**SUPPLIED INFORMATION**
____

//! The event loop: command boundaries, recovery, and dispatch.

use tracing::{Span, debug, error, info, info_span, trace, warn};

use crate::{
    Value,
    api::{Diagnostic, EvaluatorOptions},
    engine::{EngineError, ModelEngine},
    evaluator::{
        EvalError, Event, PrintDirective, Production, error::RESIDUAL_STATE,
    },
    session::{Category, Session},
    stdlib::Namespace,
    vm::OperandStack,
};

/// State of the command currently being evaluated.
struct CommandState {
    text: String,
    /// Set by the first error; the rest of the command is skipped.
    poisoned: bool,
    /// Entity being declared, bound as undefined if the command is abandoned.
    entity: Option<(Category, String)>,
    span: Span,
}

/// Stack-based evaluator for one script.
///
/// Feed it the host parser's enter/exit events in walk order, either one at
/// a time with [`enter`](Self::enter)/[`exit`](Self::exit) or all at once
/// with [`walk`](Self::walk). Errors never escape: each is reported as a
/// [`Diagnostic`] and evaluation resumes at the next command.
pub struct Evaluator<E: ModelEngine> {
    pub(super) options: EvaluatorOptions,
    pub(super) namespace: Namespace,
    pub(super) engine: E,
    pub(super) session: Session,
    pub(super) stack: OperandStack,
    pub(super) outputs: Vec<PrintDirective>,
    diagnostics: Vec<Diagnostic>,
    command: Option<CommandState>,
    commands_seen: usize,
}

impl<E: ModelEngine> Evaluator<E> {
    pub fn new(engine: E) -> Self {
        Self::with_options(engine, EvaluatorOptions::default())
    }

    pub fn with_options(engine: E, options: EvaluatorOptions) -> Self {
        let stack = OperandStack::new(options.max_scope_depth);
        Self {
            options,
            namespace: Namespace::standard(),
            engine,
            session: Session::new(),
            stack,
            outputs: Vec::new(),
            diagnostics: Vec::new(),
            command: None,
            commands_seen: 0,
        }
    }

    /// Replace the packages visible to inline expressions.
    pub fn with_namespace(mut self, namespace: Namespace) -> Self {
        self.namespace = namespace;
        self
    }

    pub fn session(&self) -> &Session {
        &self.session
    }

    pub fn engine(&self) -> &E {
        &self.engine
    }

    pub fn engine_mut(&mut self) -> &mut E {
        &mut self.engine
    }

    pub fn stack(&self) -> &OperandStack {
        &self.stack
    }

    pub fn diagnostics(&self) -> &[Diagnostic] {
        &self.diagnostics
    }

    pub fn take_diagnostics(&mut self) -> Vec<Diagnostic> {
        core::mem::take(&mut self.diagnostics)
    }

    /// Print directives, in the order the script issued them.
    pub fn outputs(&self) -> &[PrintDirective] {
        &self.outputs
    }

    pub fn take_outputs(&mut self) -> Vec<PrintDirective> {
        core::mem::take(&mut self.outputs)
    }

    pub fn into_parts(self) -> (Session, E) {
        (self.session, self.engine)
    }

    pub fn walk(&mut self, events: impl IntoIterator<Item = Event>) {
        for event in events {
            self.handle(&event);
        }
    }

    pub fn handle(&mut self, event: &Event) {
        match event {
            Event::Enter(production) => self.enter(production),
            Event::Exit(production) => self.exit(production),
        }
    }

    pub fn enter(&mut self, production: &Production) {
        if let Production::Command { text } = production {
            self.begin_command(text);
            return;
        }
        let span = self.current_span();
        let _guard = span.enter();
        if self.is_poisoned() {
            trace!(production = production.name(), "skipped");
            return;
        }
        if let (Some((category, id)), Some(command)) = (production.entity(), &mut self.command) {
            command.entity = Some((category, id.to_string()));
        }
        if production.is_scoped() {
            let result = self
                .stack
                .open_scope()
                .map_err(|e| EvalError::stack(production.name(), e));
            self.recover(result);
        }
    }

    pub fn exit(&mut self, production: &Production) {
        if let Production::Command { .. } = production {
            self.end_command();
            return;
        }
        let span = self.current_span();
        let _guard = span.enter();
        if self.is_poisoned() {
            trace!(production = production.name(), "skipped");
            return;
        }
        if let (Some(_), Some(command)) = (production.entity(), &mut self.command) {
            // The entity handler binds its own outcome.
            command.entity = None;
        }
        let result = self.dispatch(production);
        self.recover(result);
    }

    fn dispatch(&mut self, production: &Production) -> Result<(), EvalError> {
        trace!(production = production.name(), depth = self.stack.len(), "exit");
        match production {
            Production::Command { .. } => Ok(()),
            Production::Title { title } => self.title(title),

            // Value construction
            Production::Scalar { string } => self.scalar(string.as_deref()),
            Production::Scalar2 => self.scalar2(),
            Production::Scalar3 => self.scalar3(),
            Production::VarRef { id } => self.var_ref(id),
            Production::NumericalScalar(token) => self.numerical_scalar(token),
            Production::Parameter(literal) => self.parameter(literal),
            Production::ParameterArray => self.parameter_array(),
            Production::ParameterDictionary => self.parameter_dictionary(),
            Production::DictionaryEntry { key } => self.dictionary_entry(key),
            Production::LognormalOptions { mu, sd } => self.lognormal_options(*mu, *sd),
            Production::FragfnDbParams { key, database } => {
                self.fragfn_db_params(key, database.as_deref())
            }
            Production::Scalar2Sequence => self.scalar2_sequence(),
            Production::SimpleLoss => self.simple_loss(),
            Production::PrintOptions { filename, append } => {
                self.print_options(filename.as_deref(), *append)
            }
            Production::PrintMessage(token) => self.print_message(token),
            Production::RecorderType(kind) => self.recorder_type(*kind),
            Production::RecorderAt(token) => self.recorder_at(token),
            Production::FloatArray { values } => self.float_array(values),
            Production::ColSpec(token) => self.col_spec(token),
            Production::RecorderCols => self.recorder_cols(),
            Production::Expression { text } => self.expression(text),

            // Entities
            Production::Detfn { id, family } => self.detfn(id, *family),
            Production::Probfn {
                id,
                mu_function,
                sd_function,
            } => self.probfn(id, mu_function, sd_function),
            Production::Im { id, function } => self.im(id, function),
            Production::Edp { id, im, probfn } => self.edp(id, im, probfn),
            Production::Fragfn { id, form } => self.fragfn(id, *form),
            Production::Lossfn { id } => self.lossfn(id),
            Production::Compgroup {
                id,
                edp,
                fragfn,
                lossfn,
                count,
            } => self.compgroup(id, edp, fragfn, lossfn, *count),

            // Effects
            Production::Set { id } => self.set(id),
            Production::Print {
                target,
                has_options,
            } => self.print(target, *has_options),
            Production::Integration { method, iterations } => {
                self.integration(method, *iterations)
            }
            Production::Recorder {
                id,
                has_type,
                has_at,
                has_cols,
                has_options,
            } => self.recorder(id, *has_type, *has_at, *has_cols, *has_options),
            Production::Analyze => self.analyze(),
        }
    }

    // ========================================================================
    // Command boundaries
    // ========================================================================

    fn begin_command(&mut self, text: &str) {
        // State pushed by events outside any command.
        self.check_boundary();
        self.commands_seen += 1;
        let span = info_span!("command", index = self.commands_seen, text = %text);
        span.in_scope(|| info!("command started"));
        self.command = Some(CommandState {
            text: text.to_string(),
            poisoned: false,
            entity: None,
            span,
        });
    }

    fn end_command(&mut self) {
        let span = self.current_span();
        let _guard = span.enter();
        self.check_boundary();
        self.command = None;
    }

    /// Empty the operand and scope stacks, reporting anything left behind.
    fn check_boundary(&mut self) {
        let residue = self.stack.reset();
        if residue.is_empty() {
            return;
        }
        if self.is_poisoned() {
            debug!(?residue, "discarded state of abandoned command");
            return;
        }
        if !residue.operands.is_empty() {
            let operands = Value::Array(residue.operands);
            warn!(%operands, "operand stack not empty at end of command");
            self.report(
                Diagnostic::warning(format!(
                    "operand stack not empty at end of command: {}",
                    operands
                ))
                .with_code(RESIDUAL_STATE),
            );
        }
        if !residue.scopes.is_empty() {
            let scopes = Value::array(residue.scopes.into_iter().map(Value::Array));
            warn!(%scopes, "scope stack not empty at end of command");
            self.report(
                Diagnostic::warning(format!(
                    "scope stack not empty at end of command: {}",
                    scopes
                ))
                .with_code(RESIDUAL_STATE),
            );
        }
    }

    fn current_span(&self) -> Span {
        self.command
            .as_ref()
            .map(|command| command.span.clone())
            .unwrap_or_else(Span::none)
    }

    fn is_poisoned(&self) -> bool {
        self.command.as_ref().is_some_and(|command| command.poisoned)
    }

    // ========================================================================
    // Reporting
    // ========================================================================

    fn recover(&mut self, result: Result<(), EvalError>) {
        let Err(err) = result else {
            return;
        };
        error!(code = err.code(), "{}", err);
        self.report(err.to_diagnostic());
        let Some(command) = &mut self.command else {
            return;
        };
        command.poisoned = true;
        if let Some((category, id)) = command.entity.take() {
            debug!(%category, id = %id, "abandoned declaration bound as undefined");
            self.session.bind_undefined(category, &id);
        }
    }

    pub(super) fn report(&mut self, diagnostic: Diagnostic) {
        let command = self.command.as_ref().map(|command| command.text.as_str());
        let diagnostic = diagnostic.with_command(command);
        self.diagnostics.push(diagnostic);
    }

    /// Log and record a progress line.
    pub(super) fn describe(&mut self, message: String) {
        info!("{}", message);
        self.report(Diagnostic::info(message));
    }

    /// Report a condition that does not abandon the command.
    pub(super) fn warn(&mut self, err: EvalError) {
        warn!(code = err.code(), "{}", err);
        self.report(err.to_diagnostic());
    }

    pub(super) fn unresolved(&mut self, category: Category, id: &str) {
        self.warn(EvalError::UnresolvedReference {
            category,
            id: id.to_string(),
        });
    }

    /// Report an engine failure that does not abandon the command.
    pub(super) fn engine_failure(&mut self, operation: &'static str, source: EngineError) {
        let err = EvalError::Adapter { operation, source };
        error!(code = err.code(), "{}", err);
        self.report(err.to_diagnostic());
    }

    // ========================================================================
    // Stack helpers
    // ========================================================================

    pub(super) fn pop(&mut self, production: &'static str) -> Result<Value, EvalError> {
        self.stack
            .pop()
            .map_err(|e| EvalError::stack(production, e))
    }

    pub(super) fn close_scope(&mut self, production: &'static str) -> Result<Vec<Value>, EvalError> {
        self.stack
            .close_scope()
            .map_err(|e| EvalError::stack(production, e))
    }
}

/// Wrap an engine error with the operation that produced it.
pub(super) fn adapter(operation: &'static str) -> impl FnOnce(EngineError) -> EvalError {
    move |source| EvalError::Adapter { operation, source }
}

____

**ABOUT THIS TASK**
Nothing but the lines above from the one containing "pub fn enter(&mut" through the one containing "if let (Some((category, id)), Some(command))" should appear in the answer, each repeated exactly.

**RESULT OF THE EXERCISE**
    pub fn enter(&mut self, production: &Production) {
        if let Production::Command { text } = production {
            self.begin_command(text);
            return;
        }
        let span = self.current_span();
        let _guard = span.enter();
        if self.is_poisoned() {
            trace!(production = production.name(), "skipped");
            return;
        }
        if let (Some((category, id)), Some(command)) = (production.entity(), &mut self.command) {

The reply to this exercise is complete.